[TASK TO CARRY OUT]:
Write out again, exactly as they stand, the line that includes "Storage port definitions." and all remaining lines of the entries.

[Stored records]

★ ★ ★ ★

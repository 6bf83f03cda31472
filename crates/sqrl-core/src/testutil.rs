//! In-crate store double that counts calls and can be made slow or failing.

use std::collections::HashMap;
use std::sync::Mutex;
use std::sync::atomic::{AtomicUsize, Ordering};
use std::time::Duration;

use sqrl_types::error::{StorageError, StorageOp};
use sqrl_types::identity::Identity;

use crate::repository::identity::IdentityStore;

pub(crate) const IDK: &str = "m6ZgJ0Syl9wdJ6Kl4HI5jmczUBzB8bB7GsA1wsmpbIU";

#[derive(Default)]
pub(crate) struct CountingStore {
    records: Mutex<HashMap<String, Identity>>,
    calls: AtomicUsize,
    delay: Option<Duration>,
    failing: bool,
}

impl CountingStore {
    pub(crate) fn new() -> Self {
        Self::default()
    }

    pub(crate) fn slow(delay: Duration) -> Self {
        Self {
            delay: Some(delay),
            ..Self::default()
        }
    }

    pub(crate) fn failing() -> Self {
        Self {
            failing: true,
            ..Self::default()
        }
    }

    /// Number of store calls that were started.
    pub(crate) fn calls(&self) -> usize {
        self.calls.load(Ordering::SeqCst)
    }

    pub(crate) fn len(&self) -> usize {
        self.records.lock().unwrap().len()
    }

    async fn enter(&self, op: StorageOp) -> Result<(), StorageError> {
        self.calls.fetch_add(1, Ordering::SeqCst);
        if let Some(delay) = self.delay {
            tokio::time::sleep(delay).await;
        }
        if self.failing {
            return Err(StorageError::new(op, "backend unavailable"));
        }
        Ok(())
    }
}

impl IdentityStore for CountingStore {
    async fn fetch(&self, primary_id: &str) -> Result<Option<Identity>, StorageError> {
        self.enter(StorageOp::Find).await?;
        Ok(self.records.lock().unwrap().get(primary_id).cloned())
    }

    async fn upsert(&self, identity: &Identity) -> Result<(), StorageError> {
        self.enter(StorageOp::Save).await?;
        self.records
            .lock()
            .unwrap()
            .insert(identity.primary_id.as_str().to_owned(), identity.clone());
        Ok(())
    }

    async fn remove(&self, primary_id: &str) -> Result<(), StorageError> {
        self.enter(StorageOp::Delete).await?;
        self.records.lock().unwrap().remove(primary_id);
        Ok(())
    }

    async fn ensure_schema(&self) -> Result<(), StorageError> {
        self.enter(StorageOp::EnsureSchema).await
    }
}
//! Validating identity repository.
//!
//! `IdentityRepository` is the operation surface the protocol handler calls.
//! Every operation has exactly one implementation, the `*_with` form taking
//! an [`OperationContext`]; the plain form runs it under
//! [`OperationContext::background`]. Each `*_with` call goes through the same
//! steps:
//!
//! 1. fail with `Cancelled` / `DeadlineExceeded` if the context already fired
//! 2. reject absent or malformed input
//! 3. one store round trip, raced against the context
//!
//! A context that fires before step 3 guarantees the store was never
//! touched. One that fires during step 3 only abandons the wait: a write may
//! still have been applied, and the caller has to re-read to find out.

use sqrl_types::error::IdentityError;
use sqrl_types::identity::Identity;

use crate::context::OperationContext;
use crate::repository::identity::IdentityStore;
use crate::secure::SecureIdentity;
use crate::validation::{validate_identifier, validate_key_material};

/// CRUD contract over identity records, generic over the storage port.
///
/// Holds nothing but the store handle, so it is `Send + Sync` whenever the
/// store is and can be shared behind an `Arc`.
pub struct IdentityRepository<S: IdentityStore> {
    store: S,
}

fn log_failure(op: &'static str, err: &IdentityError) {
    match err {
        IdentityError::Storage(cause) => tracing::warn!(op, error = %cause, "identity store call failed"),
        IdentityError::NotFound => tracing::debug!(op, "identity not found"),
        other => tracing::debug!(op, error = %other, "identity operation rejected"),
    }
}

impl<S: IdentityStore> IdentityRepository<S> {
    pub fn new(store: S) -> Self {
        Self { store }
    }

    pub fn store(&self) -> &S {
        &self.store
    }

    /// Look up an identity. A missing record is `NotFound`.
    pub async fn find(&self, id: &str) -> Result<Identity, IdentityError> {
        let ctx = OperationContext::background();
        self.find_with(&ctx, id).await
    }

    #[tracing::instrument(name = "identity.find", skip_all, fields(id_len = id.len()))]
    pub async fn find_with(
        &self,
        ctx: &OperationContext,
        id: &str,
    ) -> Result<Identity, IdentityError> {
        let result = async {
            ctx.check()?;
            validate_identifier(id)?;
            ctx.run(async { self.store.fetch(id).await.map_err(IdentityError::from) })
                .await?
                .ok_or(IdentityError::NotFound)
        }
        .await;

        match &result {
            Ok(_) => tracing::debug!(op = "find", "identity loaded"),
            Err(err) => log_failure("find", err),
        }
        result
    }

    /// Look up an identity and hand it back inside a [`SecureIdentity`].
    pub async fn find_secure(&self, id: &str) -> Result<SecureIdentity, IdentityError> {
        let ctx = OperationContext::background();
        self.find_secure_with(&ctx, id).await
    }

    pub async fn find_secure_with(
        &self,
        ctx: &OperationContext,
        id: &str,
    ) -> Result<SecureIdentity, IdentityError> {
        self.find_with(ctx, id).await.map(SecureIdentity::new)
    }

    /// Insert or fully replace the record keyed by `identity.primary_id`.
    ///
    /// Accepts `&Identity` or `Option<&Identity>`; `None` is `NilInput`.
    pub async fn save<'a>(
        &self,
        identity: impl Into<Option<&'a Identity>>,
    ) -> Result<(), IdentityError> {
        let ctx = OperationContext::background();
        self.save_with(&ctx, identity).await
    }

    /// Context-aware [`save`](Self::save).
    ///
    /// `Cancelled` or `DeadlineExceeded` raised before the store call means
    /// nothing was written. Raised mid-flight, the upsert may or may not have
    /// committed; re-read with [`find`](Self::find) before acting on it.
    #[tracing::instrument(name = "identity.save", skip_all)]
    pub async fn save_with<'a>(
        &self,
        ctx: &OperationContext,
        identity: impl Into<Option<&'a Identity>>,
    ) -> Result<(), IdentityError> {
        let identity: Option<&Identity> = identity.into();

        let result = async {
            ctx.check()?;
            let identity = identity.ok_or(IdentityError::NilInput)?;
            validate_identifier(identity.primary_id.as_str())?;
            validate_key_material(identity)?;
            ctx.run(async { self.store.upsert(identity).await.map_err(IdentityError::from) })
                .await
        }
        .await;

        match &result {
            Ok(()) => tracing::debug!(op = "save", "identity saved"),
            Err(err) => log_failure("save", err),
        }
        result
    }

    /// Delete the record. Deleting an unknown identifier succeeds, so callers
    /// may retry freely.
    pub async fn delete(&self, id: &str) -> Result<(), IdentityError> {
        let ctx = OperationContext::background();
        self.delete_with(&ctx, id).await
    }

    /// Context-aware [`delete`](Self::delete). As with
    /// [`save_with`](Self::save_with), a mid-flight cancellation leaves the
    /// outcome unknown; since delete is idempotent, retrying is safe.
    #[tracing::instrument(name = "identity.delete", skip_all, fields(id_len = id.len()))]
    pub async fn delete_with(&self, ctx: &OperationContext, id: &str) -> Result<(), IdentityError> {
        let result = async {
            ctx.check()?;
            validate_identifier(id)?;
            ctx.run(async { self.store.remove(id).await.map_err(IdentityError::from) })
                .await
        }
        .await;

        match &result {
            Ok(()) => tracing::debug!(op = "delete", "identity deleted"),
            Err(err) => log_failure("delete", err),
        }
        result
    }

    /// Create or extend the backing schema. Safe to call on every start.
    pub async fn ensure_schema(&self) -> Result<(), IdentityError> {
        let ctx = OperationContext::background();
        self.ensure_schema_with(&ctx).await
    }

    #[tracing::instrument(name = "identity.ensure_schema", skip_all)]
    pub async fn ensure_schema_with(&self, ctx: &OperationContext) -> Result<(), IdentityError> {
        let result = ctx
            .run(async { self.store.ensure_schema().await.map_err(IdentityError::from) })
            .await;

        match &result {
            Ok(()) => tracing::info!(op = "ensure_schema", "identity schema ready"),
            Err(err) => log_failure("ensure_schema", err),
        }
        result
    }
}

#[cfg(test)]
mod tests {
    use std::sync::Arc;
    use std::time::Duration;

    use sqrl_types::error::{StorageOp, ValidationError};
    use sqrl_types::identity::ButtonResponse;

    use super::*;
    use crate::testutil::{CountingStore, IDK};

    fn repo() -> IdentityRepository<CountingStore> {
        IdentityRepository::new(CountingStore::new())
    }

    fn full_identity() -> Identity {
        let mut identity = Identity::new(IDK, "U1", "V1");
        identity.previous_id = Some("previous-idk".into());
        identity.rotated_to_id = Some("rotated-idk".into());
        identity.sole_auth = true;
        identity.hard_lock = true;
        identity.disabled = true;
        identity.button_response = ButtonResponse::new(3).unwrap();
        identity
    }

    #[tokio::test]
    async fn test_save_then_find_round_trips_every_field() {
        let repo = repo();
        let identity = full_identity();
        repo.save(&identity).await.unwrap();
        assert_eq!(repo.find(IDK).await.unwrap(), identity);
    }

    #[tokio::test]
    async fn test_save_replaces_instead_of_merging() {
        let repo = repo();
        repo.save(&full_identity()).await.unwrap();

        let replacement = Identity::new(IDK, "U2", "V2");
        repo.save(&replacement).await.unwrap();

        let found = repo.find(IDK).await.unwrap();
        assert_eq!(found, replacement);
        assert!(found.previous_id.is_none());
        assert!(!found.hard_lock);
        assert_eq!(repo.store().len(), 1);
    }

    #[tokio::test]
    async fn test_find_missing_is_not_found() {
        let repo = repo();
        let err = repo.find("never-saved-id").await.unwrap_err();
        assert!(matches!(err, IdentityError::NotFound));
    }

    #[tokio::test]
    async fn test_delete_is_idempotent() {
        let repo = repo();
        repo.delete(IDK).await.unwrap();
        repo.delete(IDK).await.unwrap();

        repo.save(&full_identity()).await.unwrap();
        repo.delete(IDK).await.unwrap();
        repo.delete(IDK).await.unwrap();
        assert!(matches!(repo.find(IDK).await, Err(IdentityError::NotFound)));
    }

    #[tokio::test]
    async fn test_invalid_identifiers_never_reach_the_store() {
        let repo = repo();

        assert!(matches!(
            repo.find("").await,
            Err(IdentityError::Validation(ValidationError::EmptyKey))
        ));
        assert!(matches!(
            repo.delete(&"A".repeat(257)).await,
            Err(IdentityError::Validation(ValidationError::KeyTooLong))
        ));
        assert!(matches!(
            repo.find_secure("abc def").await,
            Err(IdentityError::Validation(ValidationError::InvalidFormat))
        ));
        let bad = Identity::new("abc\u{200B}def", "U1", "V1");
        assert!(matches!(
            repo.save(&bad).await,
            Err(IdentityError::Validation(ValidationError::InvalidFormat))
        ));

        assert_eq!(repo.store().calls(), 0);
    }

    #[tokio::test]
    async fn test_save_none_is_nil_input() {
        let repo = repo();
        let err = repo.save(None::<&Identity>).await.unwrap_err();
        assert!(matches!(err, IdentityError::NilInput));
        assert_eq!(repo.store().calls(), 0);
    }

    #[tokio::test]
    async fn test_save_without_key_material_never_reaches_the_store() {
        let repo = repo();
        for (unlock, verify) in [("", ""), ("", "V1"), ("U1", "")] {
            let err = repo
                .save(&Identity::new(IDK, unlock, verify))
                .await
                .unwrap_err();
            assert!(matches!(
                err,
                IdentityError::Validation(ValidationError::MissingKeyMaterial)
            ));
        }
        assert_eq!(repo.store().calls(), 0);
        assert_eq!(repo.store().len(), 0);
    }

    #[tokio::test]
    async fn test_storage_failure_is_wrapped() {
        let repo = IdentityRepository::new(CountingStore::failing());
        match repo.save(&full_identity()).await {
            Err(IdentityError::Storage(cause)) => {
                assert_eq!(cause.op(), StorageOp::Save);
                assert!(!cause.to_string().contains("U1"));
            }
            other => panic!("expected storage error, got {other:?}"),
        }
        assert!(matches!(
            repo.find(IDK).await,
            Err(IdentityError::Storage(_))
        ));
    }

    #[tokio::test]
    async fn test_cancelled_context_pre_empts_every_operation() {
        let repo = repo();
        let ctx = OperationContext::background();
        ctx.cancel();

        assert!(matches!(repo.find_with(&ctx, IDK).await, Err(IdentityError::Cancelled)));
        assert!(matches!(
            repo.find_secure_with(&ctx, IDK).await,
            Err(IdentityError::Cancelled)
        ));
        assert!(matches!(
            repo.save_with(&ctx, &full_identity()).await,
            Err(IdentityError::Cancelled)
        ));
        assert!(matches!(repo.delete_with(&ctx, IDK).await, Err(IdentityError::Cancelled)));
        assert!(matches!(
            repo.ensure_schema_with(&ctx).await,
            Err(IdentityError::Cancelled)
        ));

        assert_eq!(repo.store().calls(), 0);
        assert_eq!(repo.store().len(), 0);
    }

    #[tokio::test]
    async fn test_cancellation_is_reported_ahead_of_input_errors() {
        let repo = repo();
        let ctx = OperationContext::background();
        ctx.cancel();
        assert!(matches!(repo.find_with(&ctx, "").await, Err(IdentityError::Cancelled)));
        assert!(matches!(repo.save_with(&ctx, None::<&Identity>).await, Err(IdentityError::Cancelled)));
    }

    #[tokio::test]
    async fn test_expired_deadline_pre_empts_io() {
        let repo = repo();
        let ctx = OperationContext::with_timeout(Duration::ZERO);
        assert!(matches!(
            repo.save_with(&ctx, &full_identity()).await,
            Err(IdentityError::DeadlineExceeded)
        ));
        assert_eq!(repo.store().calls(), 0);
    }

    #[tokio::test]
    async fn test_deadline_mid_flight_abandons_slow_store() {
        let repo = IdentityRepository::new(CountingStore::slow(Duration::from_secs(5)));
        let ctx = OperationContext::with_timeout(Duration::from_millis(20));

        let err = repo.save_with(&ctx, &full_identity()).await.unwrap_err();
        assert!(matches!(err, IdentityError::DeadlineExceeded));
        assert_eq!(repo.store().calls(), 1);
        assert_eq!(repo.store().len(), 0);
    }

    #[tokio::test]
    async fn test_cancel_mid_flight_reports_cancelled() {
        let repo = Arc::new(IdentityRepository::new(CountingStore::slow(
            Duration::from_secs(5),
        )));
        let ctx = OperationContext::background();

        let canceller = ctx.clone();
        tokio::spawn(async move {
            tokio::time::sleep(Duration::from_millis(20)).await;
            canceller.cancel();
        });

        let err = repo.delete_with(&ctx, IDK).await.unwrap_err();
        assert!(matches!(err, IdentityError::Cancelled));
    }

    #[tokio::test]
    async fn test_find_secure_wraps_and_destroys() {
        let repo = repo();
        repo.save(&full_identity()).await.unwrap();

        let mut secure = repo.find_secure(IDK).await.unwrap();
        assert_eq!(secure.get_identity().unwrap().unlock_key.as_str(), "U1");

        secure.destroy();
        assert!(matches!(secure.get_identity(), Err(IdentityError::Destroyed)));
        secure.destroy();

        // The stored record is untouched by wiping the fetched copy.
        assert_eq!(repo.find(IDK).await.unwrap().unlock_key.as_str(), "U1");
    }

    #[tokio::test]
    async fn test_find_secure_missing_is_not_found() {
        let repo = repo();
        assert!(matches!(
            repo.find_secure(IDK).await,
            Err(IdentityError::NotFound)
        ));
    }

    #[tokio::test]
    async fn test_concurrent_saves_for_different_ids() {
        let repo = Arc::new(repo());
        let mut handles = Vec::new();
        for i in 0..16 {
            let repo = Arc::clone(&repo);
            handles.push(tokio::spawn(async move {
                let identity = Identity::new(format!("id-{i}"), "U", "V");
                repo.save(&identity).await
            }));
        }
        for handle in handles {
            handle.await.unwrap().unwrap();
        }
        assert_eq!(repo.store().len(), 16);
    }

    #[tokio::test]
    async fn test_concrete_scenario() {
        let repo = repo();
        let id = "A".repeat(44);

        repo.save(&Identity::new(id.as_str(), "U1", "V1")).await.unwrap();
        assert_eq!(repo.find(&id).await.unwrap().unlock_key.as_str(), "U1");
        repo.delete(&id).await.unwrap();
        assert!(matches!(repo.find(&id).await, Err(IdentityError::NotFound)));
    }
}
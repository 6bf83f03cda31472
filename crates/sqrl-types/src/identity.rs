use std::borrow::Borrow;
use std::fmt;

use serde::{Deserialize, Deserializer, Serialize, Serializer};
use zeroize::{Zeroize, ZeroizeOnDrop};

use crate::error::ValidationError;

/// An owned, mutable UTF-8 buffer for key material and identifiers.
///
/// The bytes live in a single heap allocation that this type controls, so
/// they can be overwritten in place with [`Zeroize`]. Reading goes through
/// [`SensitiveString::as_str`]; there is no `Display` impl, and `Debug` only
/// prints the length. The buffer is zeroed on drop.
#[derive(Clone, Default, PartialEq, Eq, Hash)]
pub struct SensitiveString {
    bytes: Vec<u8>,
}

impl SensitiveString {
    pub fn new(value: impl Into<String>) -> Self {
        Self {
            bytes: value.into().into_bytes(),
        }
    }

    /// Borrow the contents as a string slice.
    pub fn as_str(&self) -> &str {
        // Only ever built from a `String` and only ever mutated by zeroize,
        // which leaves an empty buffer, so the bytes are always valid UTF-8.
        std::str::from_utf8(&self.bytes).unwrap_or_default()
    }

    pub fn as_bytes(&self) -> &[u8] {
        &self.bytes
    }

    pub fn len(&self) -> usize {
        self.bytes.len()
    }

    pub fn is_empty(&self) -> bool {
        self.bytes.is_empty()
    }
}

impl Zeroize for SensitiveString {
    fn zeroize(&mut self) {
        self.bytes.zeroize();
    }
}

impl Drop for SensitiveString {
    fn drop(&mut self) {
        self.bytes.zeroize();
    }
}

impl ZeroizeOnDrop for SensitiveString {}

impl From<String> for SensitiveString {
    fn from(value: String) -> Self {
        Self::new(value)
    }
}

impl From<&str> for SensitiveString {
    fn from(value: &str) -> Self {
        Self::new(value)
    }
}

impl Borrow<[u8]> for SensitiveString {
    fn borrow(&self) -> &[u8] {
        &self.bytes
    }
}

impl fmt::Debug for SensitiveString {
    fn fmt(&self, f: &mut fmt::Formatter<'_>) -> fmt::Result {
        write!(f, "SensitiveString(<{} bytes>)", self.bytes.len())
    }
}

impl Serialize for SensitiveString {
    fn serialize<S: Serializer>(&self, serializer: S) -> Result<S::Ok, S::Error> {
        serializer.serialize_str(self.as_str())
    }
}

impl<'de> Deserialize<'de> for SensitiveString {
    fn deserialize<D: Deserializer<'de>>(deserializer: D) -> Result<Self, D::Error> {
        String::deserialize(deserializer).map(Self::new)
    }
}

/// The user's last answer to an optional interactive prompt (0 = none, 1-3 =
/// the button pressed).
#[derive(Debug, Clone, Copy, Default, PartialEq, Eq, Hash, Serialize, Deserialize)]
#[serde(try_from = "u8", into = "u8")]
pub struct ButtonResponse(u8);

impl ButtonResponse {
    pub const MAX: u8 = 3;

    pub fn new(value: u8) -> Result<Self, ValidationError> {
        if value > Self::MAX {
            return Err(ValidationError::InvalidButtonResponse(i64::from(value)));
        }
        Ok(Self(value))
    }

    pub fn get(self) -> u8 {
        self.0
    }
}

impl TryFrom<u8> for ButtonResponse {
    type Error = ValidationError;

    fn try_from(value: u8) -> Result<Self, Self::Error> {
        Self::new(value)
    }
}

impl TryFrom<i64> for ButtonResponse {
    type Error = ValidationError;

    fn try_from(value: i64) -> Result<Self, Self::Error> {
        u8::try_from(value)
            .map_err(|_| ValidationError::InvalidButtonResponse(value))
            .and_then(Self::new)
    }
}

impl From<ButtonResponse> for u8 {
    fn from(value: ButtonResponse) -> Self {
        value.0
    }
}

/// One user's per-site public-key credential.
///
/// Sensitivity classes:
/// - critical: `unlock_key`, `verify_key`
/// - sensitive: `primary_id`, `previous_id`, `rotated_to_id`
/// - non-sensitive: the three flags and `button_response`
#[derive(Debug, Clone, PartialEq, Eq, Serialize, Deserialize)]
pub struct Identity {
    /// Record key. Never reassigned once the record exists.
    pub primary_id: SensitiveString,
    pub unlock_key: SensitiveString,
    pub verify_key: SensitiveString,
    /// Identifier this one replaced, set only while rotating.
    pub previous_id: Option<SensitiveString>,
    /// Server policy: alternate login methods are disabled.
    pub sole_auth: bool,
    /// Cleared only by an explicit unlock ceremony.
    pub hard_lock: bool,
    pub disabled: bool,
    /// Soft reference to the newer identity's `primary_id`. Not checked for
    /// existence.
    pub rotated_to_id: Option<SensitiveString>,
    pub button_response: ButtonResponse,
}

impl Identity {
    /// Create an identity with all flags cleared and no rotation links.
    pub fn new(
        primary_id: impl Into<SensitiveString>,
        unlock_key: impl Into<SensitiveString>,
        verify_key: impl Into<SensitiveString>,
    ) -> Self {
        Self {
            primary_id: primary_id.into(),
            unlock_key: unlock_key.into(),
            verify_key: verify_key.into(),
            previous_id: None,
            sole_auth: false,
            hard_lock: false,
            disabled: false,
            rotated_to_id: None,
            button_response: ButtonResponse::default(),
        }
    }
}
//! Storage port definitions.
//!
//! These traits define the storage interface that the infrastructure layer
//! (sqrl-infra) implements. The core crate never depends on any specific
//! storage technology.

pub mod identity;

★ ★ ★ ★

[RESPONSE TO THE EXERCISE]:
//! Storage port definitions.
//!
//! These traits define the storage interface that the infrastructure layer
//! (sqrl-infra) implements. The core crate never depends on any specific
//! storage technology.

pub mod identity;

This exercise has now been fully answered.